***** ENTRIES PROVIDED

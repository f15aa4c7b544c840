//! Image description through multimodal chat models.

use async_trait::async_trait;
use base64::Engine;

use aera_core::{Error, Result};

/// Prompt used when the caller does not supply one.
pub const DEFAULT_DESCRIBE_PROMPT: &str =
    "Describe this image in detail. Include any text visible in the image.";

/// Image types the providers accept inline.
const SUPPORTED_IMAGE_TYPES: &[&str] = &[
    "image/png",
    "image/jpeg",
    "image/jpg",
    "image/webp",
    "image/gif",
];

/// Describes image bytes in prose.
#[async_trait]
pub trait VisionBackend: Send + Sync {
    async fn describe_image(
        &self,
        image_data: &[u8],
        mime_type: &str,
        prompt: Option<&str>,
    ) -> Result<String>;

    async fn health_check(&self) -> Result<bool>;

    fn model_name(&self) -> &str;
}

/// Base64 payload for an inline image, after checking the type and size.
pub(crate) fn encode_image(image_data: &[u8], mime_type: &str) -> Result<String> {
    if image_data.is_empty() {
        return Err(Error::InvalidInput("Image data is empty".to_string()));
    }
    let mime = mime_type.trim().to_ascii_lowercase();
    if !SUPPORTED_IMAGE_TYPES.contains(&mime.as_str()) {
        return Err(Error::InvalidInput(format!(
            "Unsupported image type: {}",
            mime_type
        )));
    }
    Ok(base64::engine::general_purpose::STANDARD.encode(image_data))
}

/// `data:` URL form used by OpenAI-compatible chat APIs.
pub(crate) fn image_data_url(image_data: &[u8], mime_type: &str) -> Result<String> {
    let payload = encode_image(image_data, mime_type)?;
    Ok(format!("data:{};base64,{}", mime_type.trim(), payload))
}
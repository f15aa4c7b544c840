//! Document upload, listing, processing, search, and signed URLs.

use axum::{
    extract::{Multipart, Path, Query, State},
    http::StatusCode,
    response::IntoResponse,
    Json,
};
use serde::{Deserialize, Serialize};
use tracing::{info, warn};
use uuid::Uuid;

use aera_core::{
    defaults, AnalysisProvider, AnalysisQuality, CreateDocumentRequest, DegradationReason,
    Document, DocumentKind, EnrichedResult, ListDocumentsRequest, SearchType,
};
use aera_ingest::{IngestionReport, ProcessOptions};
use aera_search::clamp_limit;

use crate::auth::AuthUser;
use crate::error::ApiError;
use crate::handlers::owned_document;
use crate::state::AppState;

/// Longest accepted signed-URL lifetime (7 days).
const MAX_SIGNED_URL_EXPIRY_SECS: u64 = 7 * 24 * 3600;

#[derive(Debug, Serialize)]
pub struct DocumentWithReport {
    pub document: Document,
    pub report: IngestionReport,
}

/// Fields collected from an upload form.
#[derive(Default)]
struct UploadForm {
    data: Option<Vec<u8>>,
    file_name: Option<String>,
    content_type: Option<String>,
    title: Option<String>,
    description: Option<String>,
    workspace_id: Option<Uuid>,
    subject: Option<String>,
    topic: Option<String>,
}

fn non_empty(value: String) -> Option<String> {
    let trimmed = value.trim();
    (!trimmed.is_empty()).then(|| trimmed.to_string())
}

/// Object path for a new upload: `{user_id}/{random}` plus a sanitized extension.
fn object_path(user_id: Uuid, file_name: Option<&str>) -> String {
    let extension = file_name
        .and_then(|name| name.rsplit_once('.'))
        .map(|(_, ext)| ext.to_ascii_lowercase())
        .filter(|ext| !ext.is_empty() && ext.len() <= 8 && ext.chars().all(|c| c.is_ascii_alphanumeric()));
    match extension {
        Some(ext) => format!("{}/{}.{}", user_id, Uuid::new_v4(), ext),
        None => format!("{}/{}", user_id, Uuid::new_v4()),
    }
}

async fn read_upload_form(mut multipart: Multipart) -> Result<UploadForm, ApiError> {
    let mut form = UploadForm::default();

    while let Some(field) = multipart
        .next_field()
        .await
        .map_err(|e| ApiError::BadRequest(format!("Failed to read upload: {}", e)))?
    {
        let name = field.name().unwrap_or_default().to_string();
        if name == "file" {
            form.file_name = field.file_name().map(str::to_string);
            form.content_type = field.content_type().map(str::to_string);
            form.data = Some(
                field
                    .bytes()
                    .await
                    .map_err(|e| ApiError::BadRequest(format!("Failed to read file data: {}", e)))?
                    .to_vec(),
            );
            continue;
        }

        let value = field
            .text()
            .await
            .map_err(|e| ApiError::BadRequest(format!("Failed to read field {}: {}", name, e)))?;
        match name.as_str() {
            "title" => form.title = non_empty(value),
            "description" => form.description = non_empty(value),
            "subject" => form.subject = non_empty(value),
            "topic" => form.topic = non_empty(value),
            "workspace_id" => {
                form.workspace_id = match non_empty(value) {
                    Some(raw) => Some(raw.parse().map_err(|_| {
                        ApiError::BadRequest(format!("Invalid workspace_id: {}", raw))
                    })?),
                    None => None,
                }
            }
            _ => {}
        }
    }

    Ok(form)
}

/// `POST /api/documents`
///
/// Stores the object, inserts the row, and runs ingestion before responding.
pub async fn upload_document(
    State(state): State<AppState>,
    auth: AuthUser,
    multipart: Multipart,
) -> Result<impl IntoResponse, ApiError> {
    let form = read_upload_form(multipart).await?;
    let data = form
        .data
        .filter(|d| !d.is_empty())
        .ok_or_else(|| ApiError::BadRequest("No file uploaded. Use field name 'file'.".to_string()))?;

    let mime_type = form
        .content_type
        .unwrap_or_else(|| "application/octet-stream".to_string());
    let title = form
        .title
        .or_else(|| form.file_name.clone())
        .unwrap_or_else(|| "Untitled".to_string());
    let storage_path = object_path(auth.user_id, form.file_name.as_deref());

    state.storage.upload(&storage_path, &data, &mime_type).await?;
    let document_id = state
        .documents
        .insert(CreateDocumentRequest {
            user_id: auth.user_id,
            workspace_id: form.workspace_id,
            title,
            mime_type,
            storage_path,
            size_bytes: data.len() as i64,
            description: form.description,
            subject: form.subject,
            topic: form.topic,
        })
        .await?;

    info!(
        subsystem = "api",
        document_id = %document_id,
        size_bytes = data.len(),
        "Document uploaded"
    );

    let report = state
        .ingestion
        .process(document_id, ProcessOptions::default())
        .await?;
    let document = state.documents.fetch(document_id).await?;

    Ok((StatusCode::CREATED, Json(DocumentWithReport { document, report })))
}

#[derive(Debug, Deserialize)]
pub struct ListDocumentsQuery {
    pub workspace_id: Option<Uuid>,
    pub kind: Option<DocumentKind>,
    pub limit: Option<i64>,
}

/// `GET /api/documents`
pub async fn list_documents(
    State(state): State<AppState>,
    auth: AuthUser,
    Query(query): Query<ListDocumentsQuery>,
) -> Result<impl IntoResponse, ApiError> {
    let documents = state
        .documents
        .list(ListDocumentsRequest {
            user_id: auth.user_id,
            workspace_id: query.workspace_id,
            kind: query.kind,
            limit: query.limit.map(|l| l.max(1)),
        })
        .await?;
    Ok(Json(documents))
}

/// `GET /api/documents/:id`
pub async fn get_document(
    State(state): State<AppState>,
    auth: AuthUser,
    Path(id): Path<Uuid>,
) -> Result<impl IntoResponse, ApiError> {
    Ok(Json(owned_document(&state, auth.user_id, id).await?))
}

/// `DELETE /api/documents/:id`
pub async fn delete_document(
    State(state): State<AppState>,
    auth: AuthUser,
    Path(id): Path<Uuid>,
) -> Result<impl IntoResponse, ApiError> {
    let document = owned_document(&state, auth.user_id, id).await?;
    state.documents.delete(id).await?;

    if let Err(e) = state.storage.remove(&document.storage_path).await {
        warn!(
            subsystem = "api",
            document_id = %id,
            storage_path = %document.storage_path,
            error = %e,
            "Document row deleted but object removal failed"
        );
    }
    Ok(StatusCode::NO_CONTENT)
}

#[derive(Debug, Default, Deserialize)]
pub struct ProcessRequest {
    pub quality: Option<AnalysisQuality>,
    pub provider: Option<AnalysisProvider>,
}

impl ProcessRequest {
    pub fn options(&self) -> ProcessOptions {
        ProcessOptions {
            provider: self.provider.unwrap_or_default(),
            quality: self.quality.unwrap_or_default(),
        }
    }
}

/// `POST /api/documents/:id/process`
pub async fn process_document(
    State(state): State<AppState>,
    auth: AuthUser,
    Path(id): Path<Uuid>,
    body: Option<Json<ProcessRequest>>,
) -> Result<impl IntoResponse, ApiError> {
    owned_document(&state, auth.user_id, id).await?;
    let options = body.map(|Json(req)| req.options()).unwrap_or_default();
    let report = state.ingestion.process(id, options).await?;
    Ok(Json(report))
}

#[derive(Debug, Deserialize)]
pub struct SearchRequest {
    pub query: String,
    pub limit: Option<i64>,
}

#[derive(Debug, Serialize)]
pub struct SearchResponse {
    pub results: Vec<EnrichedResult>,
    pub search_type: SearchType,
    pub degraded: bool,
    pub reason: Option<DegradationReason>,
}

/// `POST /api/documents/search`
pub async fn search_documents(
    State(state): State<AppState>,
    auth: AuthUser,
    Json(req): Json<SearchRequest>,
) -> Result<impl IntoResponse, ApiError> {
    let limit = clamp_limit(req.limit, defaults::SEARCH_LIMIT);
    let outcome = state
        .retriever
        .search(auth.user_id, &req.query, limit)
        .await?;

    Ok(Json(SearchResponse {
        degraded: outcome.degraded(),
        reason: outcome.reason(),
        search_type: outcome.search_type,
        results: outcome.results,
    }))
}

#[derive(Debug, Deserialize)]
pub struct SignedUrlQuery {
    pub expires_in: Option<u64>,
}

/// `GET /api/documents/:id/url`
pub async fn signed_url(
    State(state): State<AppState>,
    auth: AuthUser,
    Path(id): Path<Uuid>,
    Query(query): Query<SignedUrlQuery>,
) -> Result<impl IntoResponse, ApiError> {
    let document = owned_document(&state, auth.user_id, id).await?;
    let expires_in = query
        .expires_in
        .unwrap_or(defaults::SIGNED_URL_EXPIRY_SECS)
        .clamp(1, MAX_SIGNED_URL_EXPIRY_SECS);
    let url = state
        .storage
        .create_signed_url(&document.storage_path, expires_in)
        .await?;

    Ok(Json(serde_json::json!({
        "url": url,
        "expires_in": expires_in,
    })))
}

**********

ACTIVITY:
Return a copy of every line in the records that includes the string "struct".

TASK RESPONSE:
pub struct DocumentWithReport {
struct UploadForm {
pub struct ListDocumentsQuery {
pub struct ProcessRequest {
pub struct SearchRequest {
pub struct SearchResponse {
pub struct SignedUrlQuery {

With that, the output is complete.